__WHAT THE EXERCISE ASKS__:
I would like each line of the data that holds the word "true" copied out.

__RAW DATA__:

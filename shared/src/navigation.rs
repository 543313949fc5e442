//! Single-slot navigation. Each route carries its own payload, so a screen
//! and its data are always committed together.

use serde::{Deserialize, Serialize};
use thiserror::Error;
use tokio::sync::watch;
use tracing::{debug, info};

use crate::model::DocumentId;

#[derive(Debug, Clone, Copy, PartialEq, Eq, Hash, Serialize, Deserialize)]
#[serde(rename_all = "snake_case")]
pub enum Screen {
    LanguageSelect,
    Onboarding,
    Home,
    ExtraMode,
    SimpleMode,
    AiTranslator,
    NotesList,
    ContentViewer,
    PdfSelect,
    PdfViewer,
    ThemeSettings,
}

#[derive(Debug, Clone, Copy, PartialEq, Eq, Hash, Serialize, Deserialize)]
#[serde(rename_all = "snake_case")]
pub enum ContentKind {
    Rasagran,
    LessonQna,
    Kavita,
}

#[derive(Debug, Clone, PartialEq, Eq, Serialize, Deserialize)]
pub struct Content {
    pub kind: ContentKind,
    pub title: String,
    pub text: String,
}

#[derive(Debug, Clone, Copy, PartialEq, Eq, Hash, Serialize, Deserialize)]
#[serde(rename_all = "snake_case")]
pub enum PdfKind {
    Digest,
    Note,
}

/// Per-screen data, for callers that build a route from a screen id.
#[derive(Debug, Clone, PartialEq, Eq, Serialize, Deserialize)]
#[serde(tag = "type", rename_all = "snake_case")]
pub enum Payload {
    Subject { subject: String },
    Content { subject: String, content: Content },
    PdfKind { kind: PdfKind },
    Pdf { id: DocumentId, kind: PdfKind },
}

#[derive(Debug, Clone, PartialEq, Eq, Error)]
pub enum NavigationError {
    #[error("{0:?} requires a payload")]
    MissingPayload(Screen),
    #[error("{0:?} takes no payload")]
    UnexpectedPayload(Screen),
    #[error("payload does not fit {0:?}")]
    MismatchedPayload(Screen),
}

#[derive(Debug, Clone, PartialEq, Eq, Serialize, Deserialize)]
#[serde(tag = "screen", rename_all = "snake_case")]
pub enum Route {
    LanguageSelect,
    Onboarding,
    Home,
    ExtraMode,
    SimpleMode,
    AiTranslator,
    NotesList { subject: String },
    ContentViewer { subject: String, content: Content },
    PdfSelect { kind: PdfKind },
    PdfViewer { id: DocumentId, kind: PdfKind },
    ThemeSettings,
}

/// Flat `(screen, payload)` view of a route.
#[derive(Debug, Clone, PartialEq, Eq, Serialize, Deserialize)]
pub struct NavigationState {
    pub screen: Screen,
    pub payload: Option<Payload>,
}

impl Route {
    pub fn new(screen: Screen, payload: Option<Payload>) -> Result<Self, NavigationError> {
        let route = match (screen, payload) {
            (Screen::LanguageSelect, None) => Route::LanguageSelect,
            (Screen::Onboarding, None) => Route::Onboarding,
            (Screen::Home, None) => Route::Home,
            (Screen::ExtraMode, None) => Route::ExtraMode,
            (Screen::SimpleMode, None) => Route::SimpleMode,
            (Screen::AiTranslator, None) => Route::AiTranslator,
            (Screen::ThemeSettings, None) => Route::ThemeSettings,
            (Screen::NotesList, Some(Payload::Subject { subject })) => Route::NotesList { subject },
            (Screen::ContentViewer, Some(Payload::Content { subject, content })) => {
                Route::ContentViewer { subject, content }
            }
            (Screen::PdfSelect, Some(Payload::PdfKind { kind })) => Route::PdfSelect { kind },
            (Screen::PdfViewer, Some(Payload::Pdf { id, kind })) => Route::PdfViewer { id, kind },
            (
                Screen::NotesList | Screen::ContentViewer | Screen::PdfSelect | Screen::PdfViewer,
                None,
            ) => return Err(NavigationError::MissingPayload(screen)),
            (
                Screen::LanguageSelect
                | Screen::Onboarding
                | Screen::Home
                | Screen::ExtraMode
                | Screen::SimpleMode
                | Screen::AiTranslator
                | Screen::ThemeSettings,
                Some(_),
            ) => return Err(NavigationError::UnexpectedPayload(screen)),
            (_, Some(_)) => return Err(NavigationError::MismatchedPayload(screen)),
        };
        Ok(route)
    }

    /// Startup precedence: language first, then profile, then home.
    #[must_use]
    pub fn initial(has_language: bool, has_profile: bool) -> Self {
        match (has_language, has_profile) {
            (false, _) => Route::LanguageSelect,
            (true, false) => Route::Onboarding,
            (true, true) => Route::Home,
        }
    }

    #[must_use]
    pub fn screen(&self) -> Screen {
        match self {
            Route::LanguageSelect => Screen::LanguageSelect,
            Route::Onboarding => Screen::Onboarding,
            Route::Home => Screen::Home,
            Route::ExtraMode => Screen::ExtraMode,
            Route::SimpleMode => Screen::SimpleMode,
            Route::AiTranslator => Screen::AiTranslator,
            Route::NotesList { .. } => Screen::NotesList,
            Route::ContentViewer { .. } => Screen::ContentViewer,
            Route::PdfSelect { .. } => Screen::PdfSelect,
            Route::PdfViewer { .. } => Screen::PdfViewer,
            Route::ThemeSettings => Screen::ThemeSettings,
        }
    }

    #[must_use]
    pub fn payload(&self) -> Option<Payload> {
        match self {
            Route::NotesList { subject } => Some(Payload::Subject {
                subject: subject.clone(),
            }),
            Route::ContentViewer { subject, content } => Some(Payload::Content {
                subject: subject.clone(),
                content: content.clone(),
            }),
            Route::PdfSelect { kind } => Some(Payload::PdfKind { kind: *kind }),
            Route::PdfViewer { id, kind } => Some(Payload::Pdf {
                id: id.clone(),
                kind: *kind,
            }),
            _ => None,
        }
    }

    #[must_use]
    pub fn state(&self) -> NavigationState {
        NavigationState {
            screen: self.screen(),
            payload: self.payload(),
        }
    }

    /// Fixed back target, rebuilt from this route's own data.
    #[must_use]
    pub fn back(&self) -> Option<Route> {
        match self {
            Route::ExtraMode | Route::SimpleMode | Route::AiTranslator | Route::ThemeSettings => {
                Some(Route::Home)
            }
            Route::NotesList { .. } => Some(Route::ExtraMode),
            Route::ContentViewer { subject, .. } => Some(Route::NotesList {
                subject: subject.clone(),
            }),
            Route::PdfSelect { .. } => Some(Route::SimpleMode),
            Route::PdfViewer { kind, .. } => Some(Route::PdfSelect { kind: *kind }),
            Route::Home | Route::LanguageSelect | Route::Onboarding => None,
        }
    }
}

/// Owns the live route. Observers get whole-route snapshots.
#[derive(Debug)]
pub struct NavigationController {
    route: watch::Sender<Route>,
}

impl NavigationController {
    #[must_use]
    pub fn new(initial: Route) -> Self {
        info!(screen = ?initial.screen(), "initial route");
        let (route, _) = watch::channel(initial);
        Self { route }
    }

    #[must_use]
    pub fn current(&self) -> Route {
        self.route.borrow().clone()
    }

    #[must_use]
    pub fn screen(&self) -> Screen {
        self.route.borrow().screen()
    }

    pub fn goto(&self, route: Route) {
        debug!(screen = ?route.screen(), "navigate");
        self.route.send_replace(route);
    }

    pub fn goto_screen(
        &self,
        screen: Screen,
        payload: Option<Payload>,
    ) -> Result<(), NavigationError> {
        self.goto(Route::new(screen, payload)?);
        Ok(())
    }

    /// Returns false on screens without a back target.
    pub fn back(&self) -> bool {
        let target = self.route.borrow().back();
        match target {
            Some(route) => {
                self.goto(route);
                true
            }
            None => false,
        }
    }

    #[must_use]
    pub fn subscribe(&self) -> watch::Receiver<Route> {
        self.route.subscribe()
    }
}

__RESPONSE BELOW__:
            (true, false) => Route::Onboarding,
            (true, true) => Route::Home,
                true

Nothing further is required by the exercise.